Records:
use chrono::{Duration, Utc};
use jsonwebtoken::{DecodingKey, EncodingKey, Header, Validation, decode, encode};
use sea_orm::ActiveEnum;
use serde::{Deserialize, Serialize};

use crate::{config::Config, entities::user, errors::ApiError};

/// Claims carried by an access token. The role travels as its database
/// string value so the guard can check it against the allowed set.
#[derive(Debug, Serialize, Deserialize)]
pub struct AccessClaims {
    pub sub: String,
    pub email: String,
    pub role: String,
    pub exp: i64,
    pub iat: i64,
}

#[derive(Debug, Serialize, Deserialize)]
pub struct RefreshClaims {
    pub sub: String,
    pub exp: i64,
    pub iat: i64,
}

/// Stateless signer/verifier for both token kinds. Revocation lives in the
/// refresh-token store, never in the token format.
#[derive(Clone)]
pub struct TokenIssuer {
    encoding_key: EncodingKey,
    decoding_key: DecodingKey,
    access_token_minutes: i64,
    refresh_token_days: i64,
}

impl TokenIssuer {
    pub fn new(config: &Config) -> Self {
        Self {
            encoding_key: EncodingKey::from_secret(config.jwt_secret.as_bytes()),
            decoding_key: DecodingKey::from_secret(config.jwt_secret.as_bytes()),
            access_token_minutes: config.access_token_minutes,
            refresh_token_days: config.refresh_token_days,
        }
    }

    pub fn refresh_token_days(&self) -> i64 {
        self.refresh_token_days
    }

    pub fn issue_access_token(&self, user: &user::Model) -> Result<String, ApiError> {
        let now = Utc::now();
        let claims = AccessClaims {
            sub: user.id.clone(),
            email: user.email.clone(),
            role: user.role.to_value(),
            exp: (now + Duration::minutes(self.access_token_minutes)).timestamp(),
            iat: now.timestamp(),
        };

        encode(&Header::default(), &claims, &self.encoding_key)
            .map_err(|e| ApiError::Token(format!("jwt encode: {e}")))
    }

    pub fn issue_refresh_token(&self, user: &user::Model) -> Result<String, ApiError> {
        let now = Utc::now();
        let claims = RefreshClaims {
            sub: user.id.clone(),
            exp: (now + Duration::days(self.refresh_token_days)).timestamp(),
            iat: now.timestamp(),
        };

        encode(&Header::default(), &claims, &self.encoding_key)
            .map_err(|e| ApiError::Token(format!("jwt encode: {e}")))
    }

    pub fn verify_access(&self, token: &str) -> Result<AccessClaims, ApiError> {
        decode::<AccessClaims>(token, &self.decoding_key, &Validation::default())
            .map(|data| data.claims)
            .map_err(|e| ApiError::Unauthorized(format!("Invalid or expired token: {e}")))
    }

    pub fn verify_refresh(&self, token: &str) -> Result<RefreshClaims, ApiError> {
        decode::<RefreshClaims>(token, &self.decoding_key, &Validation::default())
            .map(|data| data.claims)
            .map_err(|e| ApiError::Unauthorized(e.to_string()))
    }
}

#[cfg(test)]
mod tests {
    use super::*;
    use crate::entities::sea_orm_active_enums::Role;

    fn sample_user() -> user::Model {
        user::Model {
            id: "usr_1".to_string(),
            first_name: "Alice".to_string(),
            last_name: "Smith".to_string(),
            user_name: Some("alice".to_string()),
            email: "alice@example.com".to_string(),
            password: "$argon2id$stub".to_string(),
            role: Role::User,
            otp: None,
            otp_expires_at: None,
            created_at: "2026-01-01T00:00:00+00:00".parse().unwrap(),
        }
    }

    #[test]
    fn test_access_token_round_trip() {
        let issuer = TokenIssuer::new(&Config::for_tests());
        let user = sample_user();

        let token = issuer.issue_access_token(&user).unwrap();
        let claims = issuer.verify_access(&token).unwrap();

        assert_eq!(claims.sub, user.id);
        assert_eq!(claims.email, user.email);
        assert_eq!(claims.role, "user");
        assert!(claims.exp > claims.iat);
    }

    #[test]
    fn test_refresh_token_round_trip() {
        let issuer = TokenIssuer::new(&Config::for_tests());
        let token = issuer.issue_refresh_token(&sample_user()).unwrap();
        let claims = issuer.verify_refresh(&token).unwrap();

        assert_eq!(claims.sub, "usr_1");
    }

    #[test]
    fn test_token_signed_with_other_secret_rejected() {
        let issuer = TokenIssuer::new(&Config::for_tests());

        let mut other = Config::for_tests();
        other.jwt_secret = "another-secret".to_string();
        let forged = TokenIssuer::new(&other)
            .issue_access_token(&sample_user())
            .unwrap();

        assert!(issuer.verify_access(&forged).is_err());
    }

    #[test]
    fn test_malformed_token_rejected() {
        let issuer = TokenIssuer::new(&Config::for_tests());
        assert!(issuer.verify_access("not.a.token").is_err());
        assert!(issuer.verify_refresh("").is_err());
    }

    #[test]
    fn test_expired_token_rejected() {
        // Issue a token that expired five minutes ago, well past the
        // decoder's default leeway.
        let mut config = Config::for_tests();
        config.access_token_minutes = -5;
        let issuer = TokenIssuer::new(&config);

        let token = issuer.issue_access_token(&sample_user()).unwrap();
        assert!(issuer.verify_access(&token).is_err());
    }
}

Exercise requirements:
If a line above contains the word "Unauthorized", list it.

Solution to the problem:
            .map_err(|e| ApiError::Unauthorized(format!("Invalid or expired token: {e}")))
            .map_err(|e| ApiError::Unauthorized(e.to_string()))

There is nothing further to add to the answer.